Padre: "ooo, darn. Those would have been good.- do we need anything else?" he asked helpfully.

"Uhhh... " I eyed the bananas that had been bought days earlier as they laid browning in the bowl on the counter. I hesistated to tell him we needed some FIRM ones because Madre was pulling the ham out of the oven just then.

Me: "Nah, that'll be all."

Padre: "Hey, do you remember seeing that Tri-Tip blah, blah, blahbiddy- my mind went into a frozen state and couldn't process the words coming out of his mouth. It had to do with a recipe he'd been excited about since the Christmas dinner at the church on the 10th.- He was anxious to try and re-create it.

From somewhere I heard: "Could you check and see if we have those ingredients?" he asked as sweetly as those cherries sitting in his shopping cart.
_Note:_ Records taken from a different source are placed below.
//! Window materialization pipeline.
//!
//! Expands availability rules into concrete per-day windows, applies
//! calendar exceptions, and replaces the materialized range atomically.
//! Availability and exception edits re-run the pipeline for the affected
//! range, so materialized windows always track their inputs.

use chrono::Utc;
use tempo_core::{
    day_start_utc, window, AvailabilityRule, CalendarException, EntityId, ScheduleError,
    ScheduleResult, ScheduleWindow, DAY_MS,
};
use tempo_storage::ScheduleStore;

/// Materialize windows for `[from_date_ms, to_date_ms]`.
///
/// Pure function of the user's current rules and exceptions: re-running
/// with unchanged inputs produces an identical window set. Fails with
/// `NotFound` when the user has no availability rules at all.
pub async fn materialize(
    store: &dyn ScheduleStore,
    user_id: EntityId,
    from_date_ms: i64,
    to_date_ms: i64,
) -> ScheduleResult<Vec<ScheduleWindow>> {
    if from_date_ms > to_date_ms {
        return Err(ScheduleError::validation("fromDateMs is after toDateMs"));
    }
    let from = day_start_utc(from_date_ms);
    let to = day_start_utc(to_date_ms);

    let rules = store.availability_list(user_id).await?;
    if rules.is_empty() {
        return Err(ScheduleError::not_found("availability"));
    }

    let exceptions = store.exception_list(user_id, from, to).await?;
    let windows = window::materialize_windows(user_id, &rules, &exceptions, from, to);

    store
        .window_replace_range(user_id, from, to, windows.clone())
        .await?;

    tracing::debug!(
        %user_id,
        from_date_ms = from,
        to_date_ms = to,
        windows = windows.len(),
        "materialized schedule windows"
    );

    Ok(windows)
}

/// List materialized windows for a range.
pub async fn list_windows(
    store: &dyn ScheduleStore,
    user_id: EntityId,
    from_date_ms: i64,
    to_date_ms: i64,
) -> ScheduleResult<Vec<ScheduleWindow>> {
    if from_date_ms > to_date_ms {
        return Err(ScheduleError::validation("fromDateMs is after toDateMs"));
    }
    store.window_list(user_id, from_date_ms, to_date_ms).await
}

/// Replace a user's availability rules wholesale and re-materialize the
/// forward horizon.
pub async fn replace_availability(
    store: &dyn ScheduleStore,
    user_id: EntityId,
    rules: Vec<AvailabilityRule>,
    horizon_days: i64,
) -> ScheduleResult<Vec<AvailabilityRule>> {
    for rule in &rules {
        if !rule.is_valid() {
            return Err(ScheduleError::validation(format!(
                "invalid availability rule: day {} {}-{}",
                rule.day_of_week, rule.start_min, rule.end_min
            )));
        }
    }

    let stored = store.availability_replace(user_id, rules).await?;
    rematerialize_horizon(store, user_id, horizon_days).await?;
    Ok(stored)
}

/// Record a one-off exception and re-materialize its date.
pub async fn add_exception(
    store: &dyn ScheduleStore,
    exception: CalendarException,
    horizon_days: i64,
) -> ScheduleResult<CalendarException> {
    if !exception.is_valid() {
        return Err(ScheduleError::validation(format!(
            "invalid exception interval {}-{}",
            exception.start_min, exception.end_min
        )));
    }

    store.exception_insert(&exception).await?;
    // Only the exception's own day changes; outside the horizon it will be
    // picked up by the next full materialization.
    if within_horizon(exception.date_ms, horizon_days) {
        materialize(store, exception.user_id, exception.date_ms, exception.date_ms).await?;
    }
    Ok(exception)
}

/// Remove an exception and re-materialize its date.
pub async fn remove_exception(
    store: &dyn ScheduleStore,
    user_id: EntityId,
    exception_id: EntityId,
    horizon_days: i64,
) -> ScheduleResult<()> {
    let exception = store
        .exception_get(exception_id)
        .await?
        .filter(|ex| ex.user_id == user_id)
        .ok_or_else(|| ScheduleError::not_found("calendar exception"))?;

    store.exception_delete(exception_id, user_id).await?;
    if within_horizon(exception.date_ms, horizon_days) {
        materialize(store, user_id, exception.date_ms, exception.date_ms).await?;
    }
    Ok(())
}

async fn rematerialize_horizon(
    store: &dyn ScheduleStore,
    user_id: EntityId,
    horizon_days: i64,
) -> ScheduleResult<()> {
    let today = day_start_utc(Utc::now().timestamp_millis());
    let rules = store.availability_list(user_id).await?;
    if rules.is_empty() {
        // Wholesale replace with an empty set: clear the derived windows too.
        store
            .window_replace_range(user_id, today, today + horizon_days * DAY_MS, Vec::new())
            .await?;
        return Ok(());
    }
    materialize(store, user_id, today, today + horizon_days * DAY_MS).await?;
    Ok(())
}

fn within_horizon(date_ms: i64, horizon_days: i64) -> bool {
    let today = day_start_utc(Utc::now().timestamp_millis());
    let date = day_start_utc(date_ms);
    date >= today && date <= today + horizon_days * DAY_MS
}

// ============================================================================
// TESTS
// ============================================================================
I looked at the dinner coming out of the oven, the family sitting round the table ready to pray over the food and contemplated the remaining items I still needed for the 'melodious' salad.
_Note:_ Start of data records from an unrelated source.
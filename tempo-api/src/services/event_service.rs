//! Schedule event engine.
//!
//! Batch validation, overlap enforcement, and the move/complete/split/skip
//! state machine. Every mutating operation persists the event together
//! with its dependent task row (pin, completion flag) in one atomic store
//! call, so the event and its owning task snapshot never diverge.

use chrono::Duration;
use tempo_core::{
    ChangePayload, EntityId, EventStatus, RescheduleQueueItem, ScheduleError, ScheduleEvent,
    ScheduleResult,
};
use tempo_storage::ScheduleStore;

/// Result of moving an event. A conflict does not block the move; it is
/// reported and a reschedule trigger is enqueued instead.
#[derive(Debug, Clone)]
pub struct MoveOutcome {
    pub event: ScheduleEvent,
    pub has_conflicts: bool,
    pub conflicting_events: Vec<ScheduleEvent>,
}

#[derive(Debug, Clone)]
pub struct CompleteOutcome {
    pub event: ScheduleEvent,
    pub all_parts_completed: bool,
    pub remaining_parts: i64,
    pub total_actual_min: i32,
}

#[derive(Debug, Clone)]
pub struct SplitOutcome {
    pub original: ScheduleEvent,
    pub new_part: ScheduleEvent,
    pub total_parts: i32,
}

// ============================================================================
// VALIDATION
// ============================================================================

/// Validate a batch: plan membership, interval invariant, default status,
/// then pairwise overlap within the batch (O(n²), bounded by realistic
/// batch sizes).
pub fn validate_batch(plan_id: EntityId, events: &mut [ScheduleEvent]) -> ScheduleResult<()> {
    for event in events.iter() {
        if !event.belongs_to_plan(plan_id) {
            return Err(ScheduleError::validation(
                "event does not belong to the target plan",
            ));
        }
        if !event.is_valid() {
            return Err(ScheduleError::validation(format!(
                "invalid event interval {}-{} on {}",
                event.start_min, event.end_min, event.date_ms
            )));
        }
    }

    for i in 0..events.len() {
        for j in (i + 1)..events.len() {
            if events[i].overlaps_with(&events[j]) {
                return Err(ScheduleError::validation("events overlap within batch"));
            }
        }
    }

    Ok(())
}

/// Reject any batch event that overlaps an already-stored event of the
/// plan. Existing events are loaded once for the min/max date span the
/// batch touches; an event updates itself without self-conflict.
pub async fn validate_no_overlap_with_existing(
    store: &dyn ScheduleStore,
    plan_id: EntityId,
    events: &[ScheduleEvent],
) -> ScheduleResult<()> {
    if events.is_empty() {
        return Ok(());
    }

    let min_date = events.iter().map(|e| e.date_ms).min().unwrap_or_default();
    let max_date = events.iter().map(|e| e.date_ms).max().unwrap_or_default();
    let existing = store
        .event_list_by_plan_range(plan_id, min_date, max_date)
        .await?;

    for new_event in events {
        for existing_event in &existing {
            if new_event.id == existing_event.id {
                continue;
            }
            if new_event.overlaps_with(existing_event) {
                return Err(ScheduleError::validation(
                    "event overlaps an existing event",
                ));
            }
        }
    }

    Ok(())
}

/// Validate and persist a batch of events.
pub async fn save_batch(
    store: &dyn ScheduleStore,
    plan_id: EntityId,
    mut events: Vec<ScheduleEvent>,
) -> ScheduleResult<Vec<ScheduleEvent>> {
    validate_batch(plan_id, &mut events)?;
    validate_no_overlap_with_existing(store, plan_id, &events).await?;
    store.event_save_batch(&events).await?;
    Ok(events)
}

/// List a plan's events in an inclusive date range.
pub async fn list_events(
    store: &dyn ScheduleStore,
    plan_id: EntityId,
    from_date_ms: i64,
    to_date_ms: i64,
) -> ScheduleResult<Vec<ScheduleEvent>> {
    if from_date_ms > to_date_ms {
        return Err(ScheduleError::validation("fromDateMs is after toDateMs"));
    }
    store
        .event_list_by_plan_range(plan_id, from_date_ms, to_date_ms)
        .await
}

/// Sibling events of the plan colliding with `[start, end)` on `date_ms`.
pub async fn find_conflicting_events(
    store: &dyn ScheduleStore,
    plan_id: EntityId,
    date_ms: i64,
    start_min: i32,
    end_min: i32,
    exclude_event_id: EntityId,
) -> ScheduleResult<Vec<ScheduleEvent>> {
    let events = store
        .event_list_by_plan_range(plan_id, date_ms, date_ms)
        .await?;
    Ok(events
        .into_iter()
        .filter(|e| e.id != exclude_event_id && e.overlaps_interval(date_ms, start_min, end_min))
        .collect())
}

// ============================================================================
// MUTATIONS
// ============================================================================

async fn get_event(store: &dyn ScheduleStore, event_id: EntityId) -> ScheduleResult<ScheduleEvent> {
    store
        .event_get(event_id)
        .await?
        .ok_or_else(|| ScheduleError::not_found("schedule event"))
}

/// Relocate an event and pin it (and its owning task) to the new slot.
///
/// A collision with a sibling event does not block the move: the move is
/// persisted, `has_conflicts` is reported, and an `EVENT_MOVE` trigger is
/// enqueued in the same transaction so the optimizer can resolve it.
pub async fn move_event(
    store: &dyn ScheduleStore,
    event_id: EntityId,
    new_date_ms: i64,
    new_start_min: i32,
    new_end_min: i32,
    debounce: Duration,
) -> ScheduleResult<MoveOutcome> {
    let mut event = get_event(store, event_id).await?;

    if !event.can_be_modified() {
        return Err(ScheduleError::validation(format!(
            "cannot move event with status {}",
            event.status
        )));
    }

    let conflicts = find_conflicting_events(
        store,
        event.schedule_plan_id,
        tempo_core::day_start_utc(new_date_ms),
        new_start_min,
        new_end_min,
        event.id,
    )
    .await?;

    event.move_and_pin(new_date_ms, new_start_min, new_end_min)?;

    let mut task = store
        .task_get(event.schedule_task_id)
        .await?
        .ok_or_else(|| ScheduleError::not_found("schedule task"))?;
    task.pin_to(event.absolute_start_ms(), event.absolute_end_ms());

    let enqueue = if conflicts.is_empty() {
        None
    } else {
        Some(RescheduleQueueItem::new(
            task.user_id,
            event.schedule_plan_id,
            event.id,
            ChangePayload::EventMove {
                event_id: event.id,
                date_ms: event.date_ms,
                start_min: event.start_min,
                end_min: event.end_min,
                conflicting_event_ids: conflicts.iter().map(|e| e.id).collect(),
            },
            debounce,
        ))
    };

    store.event_move_apply(&event, &task, enqueue).await?;

    Ok(MoveOutcome {
        event,
        has_conflicts: !conflicts.is_empty(),
        conflicting_events: conflicts,
    })
}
Incredulous, I said something like:

"Are you kidding? Padre, (Dad) I thought you weren't doing that until New Years, not tonight!"

"I'm not, but Amanda, I am here at the store and--" his voice went on in an exasperated tone, but I passed the phone to Madre like a relieved rookie heading back to the bench.
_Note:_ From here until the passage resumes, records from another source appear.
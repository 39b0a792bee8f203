//! Schedule Plan REST API Routes
//!
//! Plan lifecycle (get-or-create, apply, discard, revert, history) and the
//! optimization entry points (reschedule, deep-optimize, fallback chain).

use axum::{
    extract::{Path, Query, State},
    response::IntoResponse,
    Json,
};
use std::sync::Arc;
use uuid::Uuid;
use tempo_core::{EntityId, Executor, SchedulePlan};
use tempo_storage::ScheduleStore;

use crate::{
    config::ApiConfig,
    error::{ApiError, ApiResult},
    extractors::CallerIdentity,
    services::{optimizer_service, plan_service},
    state::AppState,
    types::{
        DateRangeQuery, DeepOptimizeRequest, FallbackOptimizeRequest, OptimizationResult,
        PlanDetailResponse, PlanHistoryQuery, PlanHistoryResponse, TriggerRescheduleRequest,
    },
};

/// POST /api/v1/schedule-plans - Get or create the caller's active plan
#[utoipa::path(
    post,
    path = "/api/v1/schedule-plans",
    tag = "Plans",
    responses(
        (status = 200, description = "Active plan", body = SchedulePlan),
        (status = 401, description = "Unauthorized", body = ApiError),
    )
)]
pub async fn get_or_create_active_plan(
    State(store): State<Arc<dyn ScheduleStore>>,
    State(config): State<Arc<ApiConfig>>,
    caller: CallerIdentity,
) -> ApiResult<impl IntoResponse> {
    let plan = plan_service::get_or_create_active_plan(
        store.as_ref(),
        caller.user_id,
        caller.tenant_id,
        config.plan_horizon_days,
    )
    .await?;
    Ok(Json(plan))
}

/// GET /api/v1/schedule-plans/active - The caller's active plan
#[utoipa::path(
    get,
    path = "/api/v1/schedule-plans/active",
    tag = "Plans",
    responses(
        (status = 200, description = "Active plan", body = SchedulePlan),
        (status = 404, description = "No active plan", body = ApiError),
    )
)]
pub async fn get_active_plan(
    State(store): State<Arc<dyn ScheduleStore>>,
    caller: CallerIdentity,
) -> ApiResult<impl IntoResponse> {
    let plan = plan_service::get_active_plan(store.as_ref(), caller.user_id).await?;
    Ok(Json(plan))
}

/// GET /api/v1/schedule-plans/active/detail - Active plan with events/tasks/stats
#[utoipa::path(
    get,
    path = "/api/v1/schedule-plans/active/detail",
    tag = "Plans",
    params(
        ("fromDateMs" = i64, Query, description = "Range start (epoch ms)"),
        ("toDateMs" = i64, Query, description = "Range end (epoch ms)"),
    ),
    responses(
        (status = 200, description = "Active plan detail", body = PlanDetailResponse),
        (status = 400, description = "Invalid date range", body = ApiError),
        (status = 404, description = "No active plan", body = ApiError),
    )
)]
pub async fn get_active_plan_detail(
    State(store): State<Arc<dyn ScheduleStore>>,
    caller: CallerIdentity,
    Query(range): Query<DateRangeQuery>,
) -> ApiResult<impl IntoResponse> {
    let plan = plan_service::get_active_plan(store.as_ref(), caller.user_id).await?;
    let detail = plan_service::get_plan_detail(
        store.as_ref(),
        caller.user_id,
        plan.id,
        range.from_date_ms,
        range.to_date_ms,
    )
    .await?;
    Ok(Json(detail))
}

/// GET /api/v1/schedule-plans/history - Archived plans, newest first
#[utoipa::path(
    get,
    path = "/api/v1/schedule-plans/history",
    tag = "Plans",
    params(
        ("page" = Option<i64>, Query, description = "1-based page number"),
        ("pageSize" = Option<i64>, Query, description = "Page size (max 50)"),
    ),
    responses(
        (status = 200, description = "Plan history", body = PlanHistoryResponse),
    )
)]
pub async fn get_plan_history(
    State(store): State<Arc<dyn ScheduleStore>>,
    caller: CallerIdentity,
    Query(query): Query<PlanHistoryQuery>,
) -> ApiResult<impl IntoResponse> {
    let history = plan_service::get_plan_history(
        store.as_ref(),
        caller.user_id,
        query.page.unwrap_or(1),
        query.page_size.unwrap_or(10),
    )
    .await?;
    Ok(Json(history))
}

/// POST /api/v1/schedule-plans/reschedule - Hybrid reschedule of the active plan
#[utoipa::path(
    post,
    path = "/api/v1/schedule-plans/reschedule",
    tag = "Plans",
    request_body = TriggerRescheduleRequest,
    responses(
        (status = 200, description = "Optimization result", body = OptimizationResult),
        (status = 404, description = "No active plan", body = ApiError),
        (status = 409, description = "Proposed plan already exists", body = ApiError),
    )
)]
pub async fn trigger_reschedule(
    State(store): State<Arc<dyn ScheduleStore>>,
    State(executor): State<Arc<dyn Executor>>,
    State(config): State<Arc<ApiConfig>>,
    caller: CallerIdentity,
    Json(req): Json<TriggerRescheduleRequest>,
) -> ApiResult<impl IntoResponse> {
    let result = optimizer_service::execute_optimization(
        store.as_ref(),
        executor.as_ref(),
        caller.user_id,
        optimizer_service::reschedule_params(req.strategy),
        config.clone_horizon_days,
    )
    .await?;
    Ok(Json(result))
}

/// POST /api/v1/schedule-plans/deep-optimize - Solver-specific optimization
#[utoipa::path(
    post,
    path = "/api/v1/schedule-plans/deep-optimize",
    tag = "Plans",
    request_body = DeepOptimizeRequest,
    responses(
        (status = 200, description = "Optimization result", body = OptimizationResult),
        (status = 404, description = "No active plan", body = ApiError),
        (status = 409, description = "Proposed plan already exists for this algorithm", body = ApiError),
    )
)]
pub async fn trigger_deep_optimize(
    State(store): State<Arc<dyn ScheduleStore>>,
    State(executor): State<Arc<dyn Executor>>,
    State(config): State<Arc<ApiConfig>>,
    caller: CallerIdentity,
    Json(req): Json<DeepOptimizeRequest>,
) -> ApiResult<impl IntoResponse> {
    let result = optimizer_service::execute_optimization(
        store.as_ref(),
        executor.as_ref(),
        caller.user_id,
        optimizer_service::deep_optimize_params(req.strategy, req.max_time_sec),
        config.clone_horizon_days,
    )
    .await?;
    Ok(Json(result))
}

/// POST /api/v1/schedule-plans/optimize-with-fallback - Fallback-chain optimization
#[utoipa::path(
    post,
    path = "/api/v1/schedule-plans/optimize-with-fallback",
    tag = "Plans",
    request_body = FallbackOptimizeRequest,
    responses(
        (status = 200, description = "Optimization result", body = OptimizationResult),
        (status = 404, description = "No active plan", body = ApiError),
        (status = 409, description = "Proposed plan already exists", body = ApiError),
    )
)]
pub async fn trigger_fallback_optimize(
    State(store): State<Arc<dyn ScheduleStore>>,
    State(executor): State<Arc<dyn Executor>>,
    State(config): State<Arc<ApiConfig>>,
    caller: CallerIdentity,
    Json(req): Json<FallbackOptimizeRequest>,
) -> ApiResult<impl IntoResponse> {
    let result = optimizer_service::execute_optimization(
        store.as_ref(),
        executor.as_ref(),
        caller.user_id,
        optimizer_service::fallback_chain_params(req.max_time_sec),
        config.clone_horizon_days,
    )
    .await?;
    Ok(Json(result))
}

/// GET /api/v1/schedule-plans/{id} - Plan detail in a date range
#[utoipa::path(
    get,
    path = "/api/v1/schedule-plans/{id}",
    tag = "Plans",
    params(
        ("id" = Uuid, Path, description = "Plan ID"),
        ("fromDateMs" = i64, Query, description = "Range start (epoch ms)"),
        ("toDateMs" = i64, Query, description = "Range end (epoch ms)"),
    ),
    responses(
        (status = 200, description = "Plan detail", body = PlanDetailResponse),
        (status = 403, description = "Plan belongs to another user", body = ApiError),
        (status = 404, description = "Plan not found", body = ApiError),
    )
)]
pub async fn get_plan_detail(
    State(store): State<Arc<dyn ScheduleStore>>,
    caller: CallerIdentity,
    Path(id): Path<EntityId>,
    Query(range): Query<DateRangeQuery>,
) -> ApiResult<impl IntoResponse> {
    let detail = plan_service::get_plan_detail(
        store.as_ref(),
        caller.user_id,
        id,
        range.from_date_ms,
        range.to_date_ms,
    )
    .await?;
    Ok(Json(detail))
}

/// POST /api/v1/schedule-plans/{id} - Apply a proposed plan
#[utoipa::path(
    post,
    path = "/api/v1/schedule-plans/{id}",
    tag = "Plans",
    params(("id" = Uuid, Path, description = "Proposed plan ID")),
    responses(
        (status = 200, description = "Now-active plan", body = SchedulePlan),
        (status = 403, description = "Plan belongs to another user", body = ApiError),
        (status = 404, description = "Plan not found", body = ApiError),
        (status = 409, description = "Plan is not proposed", body = ApiError),
    )
)]
pub async fn apply_plan(
    State(store): State<Arc<dyn ScheduleStore>>,
    caller: CallerIdentity,
    Path(id): Path<EntityId>,
) -> ApiResult<impl IntoResponse> {
    let plan = plan_service::apply_proposed_plan(store.as_ref(), caller.user_id, id).await?;
    Ok(Json(plan))
}

/// DELETE /api/v1/schedule-plans/{id} - Discard a proposed plan
#[utoipa::path(
    delete,
    path = "/api/v1/schedule-plans/{id}",
    tag = "Plans",
    params(("id" = Uuid, Path, description = "Proposed plan ID")),
    responses(
        (status = 200, description = "Archived plan", body = SchedulePlan),
        (status = 403, description = "Plan belongs to another user", body = ApiError),
        (status = 404, description = "Plan not found", body = ApiError),
        (status = 409, description = "Plan cannot be discarded", body = ApiError),
    )
)]
pub async fn discard_plan(
    State(store): State<Arc<dyn ScheduleStore>>,
    caller: CallerIdentity,
    Path(id): Path<EntityId>,
) -> ApiResult<impl IntoResponse> {
    let plan = plan_service::discard_plan(store.as_ref(), caller.user_id, id).await?;
    Ok(Json(plan))
}

/// POST /api/v1/schedule-plans/{id}/revert - Revert to an archived plan
#[utoipa::path(
    post,
    path = "/api/v1/schedule-plans/{id}/revert",
    tag = "Plans",
    params(("id" = Uuid, Path, description = "Archived plan ID")),
    responses(
        (status = 200, description = "New active plan", body = SchedulePlan),
        (status = 403, description = "Plan belongs to another user", body = ApiError),
        (status = 404, description = "Plan not found", body = ApiError),
        (status = 409, description = "Plan is not archived", body = ApiError),
    )
)]
pub async fn revert_plan(
    State(store): State<Arc<dyn ScheduleStore>>,
    caller: CallerIdentity,
    Path(id): Path<EntityId>,
) -> ApiResult<impl IntoResponse> {
    let plan = plan_service::revert_to_plan(store.as_ref(), caller.user_id, id).await?;
    Ok(Json(plan))
}

/// Create the schedule-plan routes router.
pub fn create_router() -> axum::Router<AppState> {
    axum::Router::new()
        .route("/", axum::routing::post(get_or_create_active_plan))
        .route("/active", axum::routing::get(get_active_plan))
        .route("/active/detail", axum::routing::get(get_active_plan_detail))
        .route("/history", axum::routing::get(get_plan_history))
        .route("/reschedule", axum::routing::post(trigger_reschedule))
        .route("/deep-optimize", axum::routing::post(trigger_deep_optimize))
        .route(
            "/optimize-with-fallback",
            axum::routing::post(trigger_fallback_optimize),
        )
        .route("/:id", axum::routing::get(get_plan_detail))
        .route("/:id", axum::routing::post(apply_plan))
        .route("/:id", axum::routing::delete(discard_plan))
        .route("/:id/revert", axum::routing::post(revert_plan))
}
"Padre wants to talk to you." I grinchishly lied.

Putting down the ham and with an oven mitt still on one hand she grabbed the phone like an expereinced All TIME QB. - I'd barely cracked open the pineapples when she went into clutch, fourth quarter action.

"Padre!!!!!!!!!!!!!! (except she used his real name) Why are you doing that right now? The dinner is READY! Just come home!!! "

Immediately I felt guilty for

1. Not telling him that we needed red wine vinegar, crushed rosemary, 20 cloves of garlic, which we'd have to peel, that we lacked ginger root, a fresh jalapeno peeper- with stem removed- juice from only one lime, a red onion, and fine dry red wine such as a Cabernet. Oh, and some rare breed of Jack Dan's liquor.

(When J saw the liquor he was shocked. Padre told him he was going to use it make some tri- tip steak, like the one we had at the Church Christmas party. J replied: "They served us beer?" Thanks, Padre.)

2. That I got Madre out of sorts in the middle of pulling the ham out of the hot oven.

Padre must have told Madre to go ahead without him- he must have felt guilty. So, we all sat down to the table and Madre picked the prayer giver.

My fruit Medley salad was put on hold until Padre could come home. Within a short time Padre came through the door like like John Cratchet carrying Tiny Tim on his shoulder, except Padre was carrying a bag of rock salt for the water softener. (he likes to keep some on hand just in case there is an emergency)

Eventually I poured the cherries in the Medley which quickly turned the whole thing purple- which has never happened before so I don't know I could have messed up this simple holiday recipe Julie Sterchi from Harrisburg Illinois sent in to Taste of Home magazine back in 2003.

But I haven't tried to make it on a moments notice. (It has to chill overnight and we just didnt' have that kind of time)

All the excitement made me so tired that I fell asleep on the couch while fam members were still trickling out the door around 8-ish, and awoke at 2 am. Santa Claus had snuck in! I had missed the WHOLE thing! I felt like what's their name from whatever Christmas story that was ever written.

And it was magical.

Padre continued with his Suess-ish transformation through out the week until one morning when I came upstairs to see the colored print of thumbnail pics of the 25 different types of sirloin tip roasts stapled to the recipe Padre had been wanting to whip up since the 10th;


to see Padre,

Sitting in his captain's chair, the one he would prefer no one sit in but several do, to his dismay,

and say in dismay:

"I don't understand why you and Madre (mom) get so mad about this recipe."

Actually, I don't recall what he said, and either does Madre, because she was at work, but there were visable physical signs that his heart was shrinking back a half size.

Come to think of it, I think what I thought what was mere heart palpitations might be the very same phenomenon.~

Don't worry about Padre tho, just yesterday he was mixing up the marinade like a mad alchemist and hasn't complained about the Christmas Eve again.